[Exercise directions]: Write out all of the entries, matching the original exactly.

[Provided records]:
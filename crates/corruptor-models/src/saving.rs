//! Snapshot serialization
//!
//! Writes a model back into the safetensors container read by
//! [`Model::from_bytes`], with tensors laid out contiguously in model order.

use crate::error::Result;
use crate::parser::METADATA_KEY;
use crate::Model;
use serde_json::{json, Map, Value};
use std::fs;
use std::path::Path;

impl Model {
    /// Encode the full model state plus metadata
    ///
    /// # Errors
    ///
    /// Returns error if the header cannot be serialized.
    pub fn to_bytes(&self) -> Result<Vec<u8>> {
        let mut header = Map::new();
        let mut payload = Vec::new();

        if !self.metadata().is_empty() {
            header.insert(METADATA_KEY.to_string(), json!(self.metadata()));
        }

        for tensor in self.tensors() {
            let start = payload.len();
            payload.extend_from_slice(&tensor.to_bytes());
            let end = payload.len();

            header.insert(
                tensor.name().to_string(),
                json!({
                    "dtype": tensor.dtype().tag(),
                    "shape": tensor.shape(),
                    "data_offsets": [start, end],
                }),
            );
        }

        let mut header_bytes = serde_json::to_vec(&Value::Object(header))?;
        // Keep the data section 8-byte aligned
        while header_bytes.len() % 8 != 0 {
            header_bytes.push(b' ');
        }

        let mut out = Vec::with_capacity(8 + header_bytes.len() + payload.len());
        out.extend_from_slice(&(header_bytes.len() as u64).to_le_bytes());
        out.extend_from_slice(&header_bytes);
        out.extend_from_slice(&payload);

        Ok(out)
    }

    /// Write the model to `path`, replacing any existing file of that name
    ///
    /// # Errors
    ///
    /// Returns error if the old file cannot be removed or the write fails.
    pub fn save<P: AsRef<Path>>(&self, path: P) -> Result<()> {
        let path = path.as_ref();

        if path.exists() {
            tracing::debug!("Removing stale snapshot {}", path.display());
            fs::remove_file(path)?;
        }

        let bytes = self.to_bytes()?;
        fs::write(path, &bytes)?;

        tracing::debug!("Wrote {} ({} bytes)", path.display(), bytes.len());
        Ok(())
    }
}

#[cfg(test)]
mod tests {
    use crate::weights::{Dtype, Parameter, Tensor};
    use crate::Model;
    use std::collections::BTreeMap;
    use tempfile::TempDir;

    fn tiny_model(metadata: BTreeMap<String, String>) -> Model {
        let w = Parameter::new("w", Dtype::F32, vec![2, 2], vec![1.0, -1.0, 0.5, 0.25]).unwrap();
        Model::new(vec![Tensor::Parameter(w)], metadata).unwrap()
    }

    #[test]
    fn test_header_is_aligned() {
        let bytes = tiny_model(BTreeMap::new()).to_bytes().unwrap();
        let mut len = [0u8; 8];
        len.copy_from_slice(&bytes[..8]);
        assert_eq!(u64::from_le_bytes(len) % 8, 0);
    }

    #[test]
    fn test_empty_metadata_omitted() {
        let bytes = tiny_model(BTreeMap::new()).to_bytes().unwrap();
        let text = String::from_utf8_lossy(&bytes);
        assert!(!text.contains("__metadata__"));
    }

    #[test]
    fn test_save_overwrites_existing_file() {
        let temp_dir = TempDir::new().unwrap();
        let path = temp_dir.path().join("snapshot.pth");
        std::fs::write(&path, b"stale").unwrap();

        let metadata = BTreeMap::from([("n_species".to_string(), "2".to_string())]);
        let model = tiny_model(metadata);
        model.save(&path).unwrap();

        let reloaded = Model::from_file(&path).unwrap();
        assert_eq!(reloaded, model);
    }
}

[Solution to the exercise]:
filename crates/corruptor-models/src/saving.rs
//! Snapshot serialization
//!
//! Writes a model back into the safetensors container read by
//! [`Model::from_bytes`], with tensors laid out contiguously in model order.

use crate::error::Result;
use crate::parser::METADATA_KEY;
use crate::Model;
use serde_json::{json, Map, Value};
use std::fs;
use std::path::Path;

impl Model {
    /// Encode the full model state plus metadata
    ///
    /// # Errors
    ///
    /// Returns error if the header cannot be serialized.
    pub fn to_bytes(&self) -> Result<Vec<u8>> {
        let mut header = Map::new();
        let mut payload = Vec::new();

        if !self.metadata().is_empty() {
            header.insert(METADATA_KEY.to_string(), json!(self.metadata()));
        }

        for tensor in self.tensors() {
            let start = payload.len();
            payload.extend_from_slice(&tensor.to_bytes());
            let end = payload.len();

            header.insert(
                tensor.name().to_string(),
                json!({
                    "dtype": tensor.dtype().tag(),
                    "shape": tensor.shape(),
                    "data_offsets": [start, end],
                }),
            );
        }

        let mut header_bytes = serde_json::to_vec(&Value::Object(header))?;
        // Keep the data section 8-byte aligned
        while header_bytes.len() % 8 != 0 {
            header_bytes.push(b' ');
        }

        let mut out = Vec::with_capacity(8 + header_bytes.len() + payload.len());
        out.extend_from_slice(&(header_bytes.len() as u64).to_le_bytes());
        out.extend_from_slice(&header_bytes);
        out.extend_from_slice(&payload);

        Ok(out)
    }

    /// Write the model to `path`, replacing any existing file of that name
    ///
    /// # Errors
    ///
    /// Returns error if the old file cannot be removed or the write fails.
    pub fn save<P: AsRef<Path>>(&self, path: P) -> Result<()> {
        let path = path.as_ref();

        if path.exists() {
            tracing::debug!("Removing stale snapshot {}", path.display());
            fs::remove_file(path)?;
        }

        let bytes = self.to_bytes()?;
        fs::write(path, &bytes)?;

        tracing::debug!("Wrote {} ({} bytes)", path.display(), bytes.len());
        Ok(())
    }
}

#[cfg(test)]
mod tests {
    use crate::weights::{Dtype, Parameter, Tensor};
    use crate::Model;
    use std::collections::BTreeMap;
    use tempfile::TempDir;

    fn tiny_model(metadata: BTreeMap<String, String>) -> Model {
        let w = Parameter::new("w", Dtype::F32, vec![2, 2], vec![1.0, -1.0, 0.5, 0.25]).unwrap();
        Model::new(vec![Tensor::Parameter(w)], metadata).unwrap()
    }

    #[test]
    fn test_header_is_aligned() {
        let bytes = tiny_model(BTreeMap::new()).to_bytes().unwrap();
        let mut len = [0u8; 8];
        len.copy_from_slice(&bytes[..8]);
        assert_eq!(u64::from_le_bytes(len) % 8, 0);
    }

    #[test]
    fn test_empty_metadata_omitted() {
        let bytes = tiny_model(BTreeMap::new()).to_bytes().unwrap();
        let text = String::from_utf8_lossy(&bytes);
        assert!(!text.contains("__metadata__"));
    }

    #[test]
    fn test_save_overwrites_existing_file() {
        let temp_dir = TempDir::new().unwrap();
        let path = temp_dir.path().join("snapshot.pth");
        std::fs::write(&path, b"stale").unwrap();

        let metadata = BTreeMap::from([("n_species".to_string(), "2".to_string())]);
        let model = tiny_model(metadata);
        model.save(&path).unwrap();

        let reloaded = Model::from_file(&path).unwrap();
        assert_eq!(reloaded, model);
    }
}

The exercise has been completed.